Count the lines below that include "fixed". Only the number should be given.
====== RECORDS SHOWN ======
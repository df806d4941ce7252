//! # Tag Vocabulary
//!
//! [`TagVocab`] freezes the `(tag-key, sorted values)` layout observed over a
//! corpus, and encodes any tag map into a fixed-length binary vector in that
//! layout. Each key owns a contiguous block of slots, one per observed value;
//! a tag map lights at most one slot per block.

use compact_str::CompactString;

use crate::{
    errors::{InflektError, InflektResult},
    record::{InflectionRecord, TagMap},
    types::{IkHashMap, IkHashSet, VectorElement},
    vocab::vocab_types::{TagIndexMap, TagValueIndexMap, TagValueLayout},
};

/// Tag-value vocabulary and vector layout over a corpus.
///
/// The layout is sorted lexicographically on key, then lexicographically on
/// value within each key. That two-level sort is a versioned format contract:
/// changing it silently changes the meaning of every produced vector.
#[derive(Debug, Clone, PartialEq)]
pub struct TagVocab {
    /// The frozen `(key, sorted values)` layout.
    all_tag_values: TagValueLayout,

    /// `{ key -> layout position }`; inspection/debugging only.
    tag_index_map: TagIndexMap,

    /// `{ key -> { value -> in-block position } }`; inspection/debugging only.
    tag_value_index_map: TagValueIndexMap,

    /// The fixed width of every encoded tag vector.
    vector_length: usize,
}

impl TagVocab {
    /// Build a tag vocabulary from a corpus.
    ///
    /// A pure function of the record multiset: record order does not affect
    /// the result, and building twice over the same corpus yields identical
    /// layouts.
    ///
    /// ## Arguments
    /// * `records` - The full corpus (train ∪ dev).
    ///
    /// ## Returns
    /// A `Result<TagVocab>`, with [`InflektError::EmptyCorpus`] on zero
    /// records.
    pub fn from_records(records: &[InflectionRecord]) -> InflektResult<Self> {
        if records.is_empty() {
            return Err(InflektError::EmptyCorpus);
        }

        let mut value_sets: IkHashMap<CompactString, IkHashSet<CompactString>> =
            IkHashMap::default();
        for record in records {
            for (key, value) in record.tag_map() {
                value_sets.entry(key.clone()).or_default().insert(value.clone());
            }
        }

        let mut all_tag_values = value_sets
            .into_iter()
            .map(|(key, values)| {
                let mut values = values.into_iter().collect::<Vec<_>>();
                values.sort_unstable();
                (key, values)
            })
            .collect::<TagValueLayout>();
        all_tag_values.sort_unstable_by(|(a, _), (b, _)| a.cmp(b));

        Ok(Self::from_layout(all_tag_values))
    }

    /// Derive the index maps and vector length from a sorted layout.
    fn from_layout(all_tag_values: TagValueLayout) -> Self {
        let tag_index_map = all_tag_values
            .iter()
            .enumerate()
            .map(|(index, (key, _))| (key.clone(), index))
            .collect();

        let tag_value_index_map = all_tag_values
            .iter()
            .map(|(key, values)| {
                let value_index_map = values
                    .iter()
                    .enumerate()
                    .map(|(index, value)| (value.clone(), index))
                    .collect::<TagIndexMap>();
                (key.clone(), value_index_map)
            })
            .collect();

        let vector_length = all_tag_values.iter().map(|(_, values)| values.len()).sum();

        Self {
            all_tag_values,
            tag_index_map,
            tag_value_index_map,
            vector_length,
        }
    }

    /// Encode a tag map into a fixed-length binary vector.
    ///
    /// Slots follow the frozen `(key, sorted values)` layout; a slot is one
    /// iff the tag map holds exactly that value for that key. An absent key
    /// and a key held with an unseen value both contribute zeros; encoding is
    /// total over any input map.
    ///
    /// ## Arguments
    /// * `tag_map` - Any `{ key -> value }` mapping; it need not come from a
    ///   record seen during the build.
    ///
    /// ## Returns
    /// A vector of exactly [`Self::vector_length`] zeros and ones.
    pub fn encode<E: VectorElement>(
        &self,
        tag_map: &TagMap,
    ) -> Vec<E> {
        let mut vector = Vec::with_capacity(self.vector_length);

        for (key, values) in &self.all_tag_values {
            let held = tag_map.get(key);
            for value in values {
                let slot = match held {
                    Some(held_value) => held_value == value,
                    None => false,
                };
                vector.push(if slot { E::one() } else { E::zero() });
            }
        }

        vector
    }

    /// Iterate all `(key, value)` slots in frozen layout order.
    pub fn iter_slots(&self) -> impl Iterator<Item = (&str, &str)> {
        self.all_tag_values.iter().flat_map(|(key, values)| {
            values
                .iter()
                .map(move |value| (key.as_str(), value.as_str()))
        })
    }

    /// The frozen `(key, sorted values)` layout.
    pub fn all_tag_values(&self) -> &TagValueLayout {
        &self.all_tag_values
    }

    /// The `{ key -> layout position }` map.
    pub fn tag_index_map(&self) -> &TagIndexMap {
        &self.tag_index_map
    }

    /// The `{ key -> { value -> in-block position } }` map.
    pub fn tag_value_index_map(&self) -> &TagValueIndexMap {
        &self.tag_value_index_map
    }

    /// The fixed width of every encoded tag vector.
    pub fn vector_length(&self) -> usize {
        self.vector_length
    }
}

#[cfg(test)]
mod tests {
    use super::*;

    type E = u8;

    fn records(lines: &[&str]) -> Vec<InflectionRecord> {
        lines
            .iter()
            .map(|line| InflectionRecord::parse_line(line).unwrap())
            .collect()
    }

    fn tag_map(annotated_tags: &str) -> TagMap {
        InflectionRecord::parse_tag_map(annotated_tags).unwrap()
    }

    #[test]
    fn test_layout_and_vector_length() {
        // Tag maps: {pos: POS, sg: SG} and {pos: POS, pl: PL}.
        let vocab = TagVocab::from_records(&records(&[
            "walk\twalks\tPOS;SG",
            "walk\twalk\tPOS;PL",
        ]))
        .unwrap();

        // Keys sorted lexicographically; values sorted within each key.
        let expected: TagValueLayout = vec![
            ("pl".into(), vec!["PL".into()]),
            ("pos".into(), vec!["POS".into()]),
            ("sg".into(), vec!["SG".into()]),
        ];
        assert_eq!(vocab.all_tag_values(), &expected);
        assert_eq!(vocab.vector_length(), 3);

        assert_eq!(
            vocab.vector_length(),
            vocab
                .all_tag_values()
                .iter()
                .map(|(_, values)| values.len())
                .sum::<usize>()
        );
    }

    #[test]
    fn test_encode_worked_example() {
        // Corpus tag maps {pos: V, num: SG} / {pos: V, num: PL} freeze to
        // [(num, [PL, SG]), (pos, [V])]: num=PL at 0, num=SG at 1, pos=V at 2.
        let vocab = TagVocab::from_layout(vec![
            ("num".into(), vec!["PL".into(), "SG".into()]),
            ("pos".into(), vec!["V".into()]),
        ]);

        assert_eq!(vocab.vector_length(), 3);
        assert_eq!(vocab.encode::<E>(&tag_map("pos=V,num=PL")), vec![1, 0, 1]);
        assert_eq!(vocab.encode::<E>(&tag_map("pos=V,num=SG")), vec![0, 1, 1]);
    }

    #[test]
    fn test_encode_length_and_one_hot_blocks() {
        let vocab = TagVocab::from_records(&records(&[
            "geben\tgibt\tV;IND;PRS",
            "geben\tgab\tV;IND;PST",
            "sehen\tsah\tV;SBJV;PST",
        ]))
        .unwrap();

        // Keys: ind, prs, pst, sbjv, v; every key holds a single value.
        assert_eq!(vocab.vector_length(), 5);

        let vector = vocab.encode::<E>(records(&["geben\tgab\tV;IND;PST"])[0].tag_map());
        assert_eq!(vector, vec![1, 0, 1, 0, 1]);
        assert_eq!(vector.len(), vocab.vector_length());
        assert_eq!(vector.iter().filter(|&&slot| slot == 1).count(), 3);

        // Each key block holds at most one hot slot.
        let mut offset = 0;
        for (_, values) in vocab.all_tag_values() {
            let block = &vector[offset..offset + values.len()];
            assert!(block.iter().filter(|&&slot| slot == 1).count() <= 1);
            offset += values.len();
        }
        assert_eq!(offset, vocab.vector_length());
    }

    #[test]
    fn test_encode_is_total_and_idempotent() {
        let vocab = TagVocab::from_records(&records(&["walk\twalked\tV;PST"])).unwrap();

        // Unseen keys and unseen values both degrade to all-zero.
        let unseen = tag_map("unseen_key=x");
        assert_eq!(vocab.encode::<E>(&unseen), vec![0; vocab.vector_length()]);

        let unseen_value = tag_map("v=NOUN");
        assert_eq!(
            vocab.encode::<E>(&unseen_value),
            vec![0; vocab.vector_length()]
        );

        let seen = tag_map("v=V,pst=PST");
        assert_eq!(vocab.encode::<E>(&seen), vocab.encode::<E>(&seen));
        assert_eq!(vocab.encode::<E>(&seen), vec![1, 1]);
    }

    #[test]
    fn test_build_order_independence() {
        let mut rows = records(&[
            "geben\tgibt\tV;IND;PRS",
            "geben\tgab\tV;IND;PST",
            "sehen\tsah\tV;SBJV;PST",
        ]);
        let vocab = TagVocab::from_records(&rows).unwrap();

        rows.reverse();
        let reversed = TagVocab::from_records(&rows).unwrap();

        assert_eq!(reversed, vocab);
        assert_eq!(reversed.all_tag_values(), vocab.all_tag_values());
    }

    #[test]
    fn test_index_maps() {
        let vocab = TagVocab::from_layout(vec![
            ("num".into(), vec!["PL".into(), "SG".into()]),
            ("pos".into(), vec!["V".into()]),
        ]);

        assert_eq!(vocab.tag_index_map().get("num"), Some(&0));
        assert_eq!(vocab.tag_index_map().get("pos"), Some(&1));

        let num_values = vocab.tag_value_index_map().get("num").unwrap();
        assert_eq!(num_values.get("PL"), Some(&0));
        assert_eq!(num_values.get("SG"), Some(&1));

        assert_eq!(
            vocab.iter_slots().collect::<Vec<_>>(),
            vec![("num", "PL"), ("num", "SG"), ("pos", "V")]
        );
    }

    #[test]
    fn test_empty_corpus() {
        let err = TagVocab::from_records(&[]).unwrap_err();
        assert!(matches!(err, InflektError::EmptyCorpus));
    }
}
======
# RESULT OF THIS TASK
4